A Hamas security official told the Associated Press on condition of anonymity that Egyptians filled the tunnel with some type of crowd dispersal gas. The smugglers suffocated to death, according to Dr. Hamdan Abu Latifa, who was interviewed in the border town of Rafiah.
Later in the day, however, the Hamas de facto Interior Ministry released a statement claiming the gas was poisonous. "The Interior Ministry confirms that the citizens’ cause of death was the Egyptian security forces spraying poison gasses into one of the tunnels," the statement said.
Hamas: Egypt Killed in Cold Blood
Hamas spokesman Fawzi Barhoum called the incident "a terrible crime committed by Egyptian security against simple Palestinian workers who were trying to earn their daily bread. It was a killing in cold blood." Barhoum said the terrorist group is demanding an investigation into the incident to "hold those responsible accountable."
It is not clear whether the United Nations will launch an investigation, since the four Palestinian Authority Arabs who died are technically considered to be "civilian" residents of Gaza.
Egypt has been cracking down on the smuggling in recent months through various methods, including blowing up tunnel entrances on its side of the border, and sinking a steel barrier deep into the ground under its border.
Construction has been competed on nearly four miles of the underground steel wall, which so far has blocked off about half of the eight-mile-long border. The project has infuriated Hamas, which depends on the hundreds of tunnels that honeycomb the Egyptian border area in order to bypass the blockade at the various crossings into Israel.
A brisk commercial import business has developed through the tunnels, which also provide a convenient, unofficial conduit into the region for terror operatives and contraband such as guns and missiles, ammunition and drugs. Entire new cars, in fact, have been brought into the region through the tunnels for sale to Gaza residents.

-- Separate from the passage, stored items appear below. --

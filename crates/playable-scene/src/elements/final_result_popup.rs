use crate::context::Context;
use crate::display::{DisplayList, Transform, color_from_hex};
use crate::elements::label::Label;
use crate::elements::popup::{Overlay, OverlayId, PopupPanel};

/// End-of-session popup with a single centered "Win" line.
#[derive(Debug)]
pub struct FinalResultPopup {
    id: OverlayId,
    panel: PopupPanel,
    title: Label,
}

impl FinalResultPopup {
    pub fn new(ctx: &mut Context) -> Self {
        Self::with_id(ctx, OverlayId::new())
    }

    /// Build with a caller-chosen identity so a later `show` of the same
    /// popup counts as a re-show.
    pub fn with_id(ctx: &mut Context, id: OverlayId) -> Self {
        let title = Label::new(ctx, "Win", 70.0).with_color(color_from_hex(0xffffff));
        Self {
            id,
            panel: PopupPanel::new(),
            title,
        }
    }

    pub fn title(&self) -> &Label {
        &self.title
    }
}

impl Overlay for FinalResultPopup {
    fn id(&self) -> OverlayId {
        self.id
    }

    fn panel(&self) -> &PopupPanel {
        &self.panel
    }

    fn panel_mut(&mut self) -> &mut PopupPanel {
        &mut self.panel
    }

    fn update(&mut self, ctx: &mut Context) {
        self.title.update(ctx);
    }

    fn draw_content(&self, ctx: &Context, panel: Transform, list: &mut DisplayList) {
        self.title.draw(ctx, panel, list);
    }

    fn destroy(&mut self, ctx: &mut Context) {
        self.title.destroy(ctx);
        self.panel.destroy(ctx);
    }
}

#[cfg(test)]
mod tests {
    use super::*;
    use crate::viewport::Viewport;
    use playable_config::PlayableConfig;

    #[test]
    fn test_draws_win_inside_panel() {
        let mut ctx = Context::with_defaults(PlayableConfig::default());
        let mut popup = FinalResultPopup::new(&mut ctx);
        popup.resize(&Viewport::new(720.0, 1280.0), &ctx.config().popup.clone());

        // Hidden panel draws nothing.
        let mut list = DisplayList::new(720.0, 1280.0);
        popup.draw(&ctx, &mut list);
        assert!(list.is_empty());

        popup.panel_mut().start_reveal(&mut ctx);
        ctx.scheduler.tick(1.0);
        popup.panel_mut().update(&mut ctx);

        let mut list = DisplayList::new(720.0, 1280.0);
        popup.draw(&ctx, &mut list);
        assert_eq!(list.texts(), vec!["Win"]);
        assert_eq!(list.commands[0].transform().translation, [360.0, 640.0]);
    }

    #[test]
    fn test_destroy_releases_timelines() {
        let mut ctx = Context::with_defaults(PlayableConfig::default());
        let mut popup = FinalResultPopup::new(&mut ctx);
        popup.panel_mut().start_reveal(&mut ctx);
        popup.destroy(&mut ctx);
        assert_eq!(ctx.scheduler.active_count(), 0);
    }
}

The Gaza crossings into Israel are open every day and hundreds of tons of humanitarian aid supplies are delivered to the region each week. However, traffic in and out of Gaza is strictly controlled by the IDF’s Coordinator of Government Activities in the Terrorities (CoGAT). Likewise, the Rafiah crossing into Egypt is also open at least twice a week, but the terminal is controlled by Cairo.